Although such studies have provided important insights into some of the underlying mechanisms of lymphatic dysfunction in obesity, metabolic syndrome, and type-2 diabetes, much remains to be fully elucidated. The significance of exploring novel mechanisms of lymphatic system dysfunction in these metabolic diseases is highlighted by the increasing number of patients afflicted with secondary lymphedema, in association with the global obesity epidemic, and the lack of pharmacological therapies to reverse or ameliorate lymphatic dysfunction.
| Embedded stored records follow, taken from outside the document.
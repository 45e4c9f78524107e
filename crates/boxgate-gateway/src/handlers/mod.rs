//! Dropbox API request handlers

pub mod batch;
pub mod files;
pub mod service;
pub mod upload;

pub use batch::*;
pub use files::*;
pub use service::*;
pub use upload::*;

use crate::state::UserSession;
use crate::ApiError;
use axum::body::Body;
use axum::http::{HeaderMap, HeaderValue};
use boxgate_core::WriteMode;
use boxgate_driver::{ByteStream, DriverError};
use futures::{StreamExt, TryStreamExt};
use serde::de::DeserializeOwned;
use serde::{Deserialize, Serialize};
use std::fmt::Write as _;

/// Request header carrying the arguments of content endpoints
pub const API_ARG_HEADER: &str = "dropbox-api-arg";
/// Response header carrying the result of download endpoints
pub const API_RESULT_HEADER: &str = "dropbox-api-result";

/// Decode the JSON body of an RPC endpoint
pub fn parse_args<T: DeserializeOwned>(endpoint: &str, body: &[u8]) -> Result<T, ApiError> {
    serde_json::from_slice(body).map_err(|e| ApiError::bad_input(endpoint, e.to_string()))
}

/// Decode the `Dropbox-API-Arg` header of a content endpoint
pub fn header_args<T: DeserializeOwned>(endpoint: &str, headers: &HeaderMap) -> Result<T, ApiError> {
    let raw = headers
        .get(API_ARG_HEADER)
        .ok_or_else(|| ApiError::bad_input(endpoint, format!("missing {API_ARG_HEADER} header")))?;
    parse_args(endpoint, raw.as_bytes())
}

/// JSON for a response header. Header values must be ASCII, so everything
/// else is written as `\uXXXX` escapes.
pub fn header_json<T: Serialize>(value: &T) -> Result<HeaderValue, ApiError> {
    let json = serde_json::to_string(value).map_err(|e| ApiError::Internal(e.to_string()))?;
    let mut escaped = String::with_capacity(json.len());
    for c in json.chars() {
        if c.is_ascii() {
            escaped.push(c);
            continue;
        }
        let mut units = [0u16; 2];
        for unit in c.encode_utf16(&mut units) {
            let _ = write!(escaped, "\\u{unit:04x}");
        }
    }
    HeaderValue::from_str(&escaped).map_err(|e| ApiError::Internal(e.to_string()))
}

/// Request body as a driver content stream
pub fn body_stream(body: Body) -> ByteStream {
    body.into_data_stream()
        .map_err(|e| DriverError::Backend(format!("request body: {e}")))
        .boxed()
}

/// Whether the request announces an empty body
pub fn is_empty_body(headers: &HeaderMap) -> bool {
    headers
        .get(axum::http::header::CONTENT_LENGTH)
        .and_then(|v| v.to_str().ok())
        .is_some_and(|v| v.trim() == "0")
}

pub fn require_read(session: &UserSession) -> Result<(), ApiError> {
    if !session.can_read() {
        return Err(ApiError::unauthorized("missing_scope", "Read access required"));
    }
    Ok(())
}

pub fn require_write(session: &UserSession) -> Result<(), ApiError> {
    if !session.can_write() {
        return Err(ApiError::unauthorized("missing_scope", "Write access required"));
    }
    Ok(())
}

#[derive(Clone, Copy, Debug, Default, PartialEq, Eq, Deserialize)]
#[serde(rename_all = "lowercase")]
pub enum ModeTag {
    #[default]
    Add,
    Overwrite,
}

/// Upload write mode; Dropbox accepts both `"add"` and `{".tag": "add"}`
#[derive(Clone, Copy, Debug, PartialEq, Eq, Deserialize)]
#[serde(untagged)]
pub enum ModeArg {
    Plain(ModeTag),
    Tagged {
        #[serde(rename = ".tag")]
        tag: ModeTag,
    },
}

impl Default for ModeArg {
    fn default() -> Self {
        Self::Plain(ModeTag::Add)
    }
}

impl ModeArg {
    pub fn tag(&self) -> ModeTag {
        match *self {
            Self::Plain(tag) | Self::Tagged { tag } => tag,
        }
    }
}

/// Resolve a Dropbox `mode` + `autorename` pair
pub fn write_mode(mode: ModeArg, autorename: bool) -> WriteMode {
    match mode.tag() {
        ModeTag::Overwrite => WriteMode::Overwrite,
        ModeTag::Add if autorename => WriteMode::Rename,
        ModeTag::Add => WriteMode::Add,
    }
}

/// Move/copy write mode; these endpoints never overwrite
pub fn relocation_mode(autorename: bool) -> WriteMode {
    if autorename {
        WriteMode::Rename
    } else {
        WriteMode::Add
    }
}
In a recent study, we demonstrated that acute metabolic stress leads to lymphatic dysfunction mediated by reduced mitochondrial ATP production and increased ROS production, which inhibit the ionic pacemaking mechanisms that control the spontaneous contractility of lymphatic muscle cells (Kim et al., 2024). Interestingly, gain of function mutations in ATP-sensitive potassium channels (i.e., KATP channels) are known to cause Cantú syndrome and a consistent phenotype of Cantú patients is the development of primary lymphedema resulting from contractile impairment of collecting lymphatic vessels (Davis et al., 2020; Davis et al., 2022a; Davis et al., 2023). Altogether, these findings prompted us to test the hypothesis that in metabolic diseases, including obesity, metabolic syndrome, and type-2 diabetes, chronic metabolic stress results in activation of KATP channels leading to lymphatic dysfunction.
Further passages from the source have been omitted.